Tübinger Pathologe: «Die Virologen sind ganz versessen auf mein Blut» Von Tatjana Bojic, dpa

Im Frühjahr 2020 ging es Schlag auf Schlag. Weltweit immer mehr
Corona-Infizierte, dann die ersten drei Fälle in Baden-Württemberg
binnen zwei Tagen. Einer davon erzählt.

Tübingen (dpa/lsw) - Hans Bösmüller war Ende Februar 2020 einer der
ersten in Baden-Württemberg, die positiv auf das Coronavirus getestet
wurden. Erwischt hat es den Oberarzt der Pathologie an der Tübinger
Uniklinik über seine Tochter, die mit einem Bekannten aus Göppingen
in Mailand war. «Als sie zurückkam von der Reise haben wir uns
herzlich umarmt und zu Abend gegessen», erzählt der 60-Jährige. Doch

der Bekannte seiner Tochter war tags darauf beunruhigt, ging zum Arzt
und wurde positiv auf das Coronavirus getestet. Das war damals der
erste bekannt gewordene Fall.

Die Klinik, die Bösmüller mit seiner Tochter am selben Abend
aufsucht, behält beide gleich für eine Woche da, denn auch sie sind
infiziert. «Ich hatte da schon Geschmacksverlust und
Muskelschmerzen.» In der häuslichen Quarantäne kommen später Fieber

und Husten dazu. «Die Virologen und Immunologen haben seither großes
Interesse an meinem Blut. In der Summe haben sie mir geschätzt einen
Liter abgenommen», sagt Bösmüller. Er gehört zu einem Pool von
Erstangesteckten, bei denen das zellulare Immunsystem fortlaufend
untersucht wird. Dabei soll festgestellt werden, wie viele
immunkompetente Gedächtniszellen sich ausgebildet haben.

Der Mediziner spürt keine Langzeitfolgen der Infektion, ist auch noch
nicht geimpft, weil er nicht zu den Risikogruppen zählt.
«Entscheidend ist eine hohe Durchimpfungsrate der Bevölkerung, auch
wenn über die Wirksamkeit und Nachhaltigkeit der zugelassenen
Impfstoffe derzeit noch keine abschließende Beurteilung möglich ist»,

erklärt Bösmüller. Damit spricht er die Diskussion um den derzeit
verfügbaren Impfstoff des Herstellers Astrazeneca an.
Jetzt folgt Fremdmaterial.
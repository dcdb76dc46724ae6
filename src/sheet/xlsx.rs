//! `.xlsx` backend on top of umya-spreadsheet
//!
//! The template is loaded whole, edited in place and written back out, so
//! styles, merged regions and sheets we never touch survive untouched.

use std::path::{Path, PathBuf};

use image::imageops::FilterType;
use umya_spreadsheet::structs::drawing::spreadsheet::MarkerType;
use umya_spreadsheet::structs::{
    Border, Image, Spreadsheet, VerticalAlignmentValues, Worksheet,
};

use super::{
    column_letters, BorderSpec, BorderWeight, CellRange, CellRef, CellValue, FontSpec, ImageSpec,
    Sheet, SheetError, Workbook,
};

/// Worksheets are edited directly
pub type XlsxSheet = Worksheet;

pub struct XlsxWorkbook {
    book: Spreadsheet,
    source: Option<PathBuf>,
}

impl XlsxWorkbook {
    /// Load a template from disk
    pub fn open(path: &Path) -> Result<Self, SheetError> {
        let book = umya_spreadsheet::reader::xlsx::read(path).map_err(|e| SheetError::Open {
            path: path.to_path_buf(),
            message: e.to_string(),
        })?;
        Ok(Self {
            book,
            source: Some(path.to_path_buf()),
        })
    }

    /// Wrap an already built spreadsheet
    pub fn from_spreadsheet(book: Spreadsheet) -> Self {
        Self { book, source: None }
    }

    pub fn source(&self) -> Option<&Path> {
        self.source.as_deref()
    }

    pub fn into_inner(self) -> Spreadsheet {
        self.book
    }
}

impl Workbook for XlsxWorkbook {
    type Sheet = XlsxSheet;

    fn sheet_names(&self) -> Vec<String> {
        self.book
            .get_sheet_collection()
            .iter()
            .map(|ws| ws.get_name().to_string())
            .collect()
    }

    fn sheet(&self, name: &str) -> Result<&XlsxSheet, SheetError> {
        self.book
            .get_sheet_by_name(name)
            .ok_or_else(|| SheetError::SheetNotFound(name.to_string()))
    }

    fn sheet_mut(&mut self, name: &str) -> Result<&mut XlsxSheet, SheetError> {
        self.book
            .get_sheet_by_name_mut(name)
            .ok_or_else(|| SheetError::SheetNotFound(name.to_string()))
    }

    fn replace_sheet(&mut self, name: &str) -> Result<&mut XlsxSheet, SheetError> {
        if self.has_sheet(name) {
            self.book
                .remove_sheet_by_name(name)
                .map_err(|e| SheetError::CreateSheet {
                    name: name.to_string(),
                    message: e.to_string(),
                })?;
        }
        self.book
            .new_sheet(name)
            .map_err(|e| SheetError::CreateSheet {
                name: name.to_string(),
                message: e.to_string(),
            })
    }

    fn save(&self, path: &Path) -> Result<(), SheetError> {
        umya_spreadsheet::writer::xlsx::write(&self.book, path).map_err(|e| SheetError::Save {
            path: path.to_path_buf(),
            message: e.to_string(),
        })
    }
}

fn border_style(weight: BorderWeight) -> &'static str {
    match weight {
        BorderWeight::Thin => Border::BORDER_THIN,
        BorderWeight::Medium => Border::BORDER_MEDIUM,
        BorderWeight::Thick => Border::BORDER_THICK,
    }
}

fn apply_side(side: &mut Border, style: &'static str, argb: &str) {
    side.set_border_style(style);
    side.get_color_mut().set_argb(argb);
}

impl Sheet for Worksheet {
    fn value(&self, cell: CellRef) -> Option<String> {
        let text = self.get_value(cell.to_string().as_str());
        if text.is_empty() {
            None
        } else {
            Some(text)
        }
    }

    fn set_value(&mut self, cell: CellRef, value: CellValue) -> Result<(), SheetError> {
        let target = self.get_cell_mut(cell.to_string().as_str());
        match value {
            CellValue::Text(text) => {
                target.set_value(text);
            }
            CellValue::Number(number) => {
                target.set_value_number(number);
            }
        }
        Ok(())
    }

    fn set_font(&mut self, cell: CellRef, font: &FontSpec) -> Result<(), SheetError> {
        let target = self.get_style_mut(cell.to_string().as_str()).get_font_mut();
        if let Some(name) = &font.name {
            target.set_name(name.as_str());
        }
        if let Some(size) = font.size {
            target.set_size(size);
        }
        target.set_bold(font.bold);
        if let Some(argb) = font.argb() {
            target.get_color_mut().set_argb(argb);
        }
        Ok(())
    }

    fn set_border(&mut self, cell: CellRef, border: &BorderSpec) -> Result<(), SheetError> {
        let style = border_style(border.style);
        let argb = border.argb();
        let borders = self.get_style_mut(cell.to_string().as_str()).get_borders_mut();
        apply_side(borders.get_left_mut(), style, &argb);
        apply_side(borders.get_right_mut(), style, &argb);
        apply_side(borders.get_top_mut(), style, &argb);
        apply_side(borders.get_bottom_mut(), style, &argb);
        Ok(())
    }

    fn center_vertically(&mut self, cell: CellRef) -> Result<(), SheetError> {
        self.get_style_mut(cell.to_string().as_str())
            .get_alignment_mut()
            .set_vertical(VerticalAlignmentValues::Center);
        Ok(())
    }

    fn merged_ranges(&self) -> Vec<CellRange> {
        self.get_merge_cells()
            .iter()
            .filter_map(|range| range.get_range().parse().ok())
            .collect()
    }

    fn merge(&mut self, range: CellRange) -> Result<(), SheetError> {
        self.add_merge_cells(range.to_string());
        Ok(())
    }

    fn unmerge(&mut self, range: CellRange) -> Result<(), SheetError> {
        let target = range.to_string();
        let merges = self.get_merge_cells_mut();
        let before = merges.len();
        merges.retain(|m| m.get_range() != target);
        if merges.len() == before {
            return Err(SheetError::Merge {
                range,
                message: "not a merged region".to_string(),
            });
        }
        Ok(())
    }

    fn insert_image(&mut self, anchor: CellRef, image: &ImageSpec) -> Result<(), SheetError> {
        let image_error = |message: String| SheetError::Image {
            path: image.path.clone(),
            message,
        };

        // Scale to the requested box first; the drawing takes its extent from the pixels.
        let decoded = image::open(&image.path).map_err(|e| image_error(e.to_string()))?;
        let scaled = decoded.resize_exact(image.width.max(1), image.height.max(1), FilterType::Lanczos3);

        let scratch = tempfile::Builder::new()
            .prefix("qcr-")
            .suffix(".png")
            .tempfile()
            .map_err(|e| image_error(e.to_string()))?;
        scaled
            .save_with_format(scratch.path(), image::ImageFormat::Png)
            .map_err(|e| image_error(e.to_string()))?;

        let mut marker = MarkerType::default();
        marker.set_coordinate(anchor.to_string());
        let mut picture = Image::default();
        picture.new_image(&scratch.path().to_string_lossy(), marker);
        self.add_image(picture);
        Ok(())
    }

    fn set_column_width(&mut self, col: u32, width: f64) -> Result<(), SheetError> {
        self.get_column_dimension_mut(&column_letters(col))
            .set_width(width);
        Ok(())
    }

    fn set_row_height(&mut self, row: u32, height: f64) -> Result<(), SheetError> {
        self.get_row_dimension_mut(&row).set_height(height);
        Ok(())
    }

    fn hide_gridlines(&mut self) -> Result<(), SheetError> {
        for view in self.get_sheet_views_mut().get_sheet_view_list_mut().iter_mut() {
            view.set_show_grid_lines(false);
        }
        Ok(())
    }
}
Dieser hat laut
Studien bei der südafrikanischen Mutante des Sars-CoV-2-Virus einen
geringeren Wirkungsgrad. «Wichtig ist vorrangig, dass wir keine
schweren Verläufe mehr bekommen.»

Bösmüller hat seit Ausbruch des Coronavirus die Körper von Dutzenden

Menschen obduziert, die an einer Sars-CoV-2-Infektion gestorben sind.
Die Patienten waren zwischen 18 Jahren und 89 Jahren alt und hatten
zum großen Teil Vorerkrankungen. Die Pathologie Tübingen ist Teil
eines Netzwerks von Pathologien in Baden-Württemberg, deren
Covid-19-Forschung vom Wissenschaftsministerium in Stuttgart
gefördert und finanziell unterstützt wird. An diesen seien bisher
mehr als 100 Autopsien erfolgt, berichtet Bösmüller.

Er kommt aus Linz, sein Vater war Österreicher, seine Mutter
Deutsche, beide Mediziner. Seit einigen Jahren arbeitet er in der
baden-württembergischen Universitätsstadt und pendelt zwischen
schwäbischer Wahlheimat und alter Heimat hin und her. Doch das Bier
hierzulande schmeckt ihm nicht so gut. «Die Bierzeremonie am
Freitagabend nach einer Arbeitswoche ist mir heilig. Ich habe immer
Linzer Bier hier», erzählt Bösmüller.

In Tübingen fühlt sich der Mediziner nach eigenen Angaben sehr wohl.
Unter anderem auch deshalb, weil hier Erfolg geschätzt und gefördert
werde. ««Ruhm kann man sich kaufen. Neid muss man sich erwerben»:
Über diesen Aphorismus der österreichischen Arbeitswelt habe ich bei
den Schwaben nie nachdenken müssen.»

An Wochenenden in der Heimat werkelt Bösmüller im Garten und bleibt
am liebsten zu Hause. «Am besten schlafe ich in meinem Bett», sagt
er. Manchmal besuchen er und seine Frau das rund zwei Autostunden
östlich von Linz entfernte Wien. Ansonsten findet man ihn öfter in
der Küche als Hobbykoch. Sein Leibgericht ist Fischsuppe. «Und am
Herd habe ich freie Hand und kann entspannen.»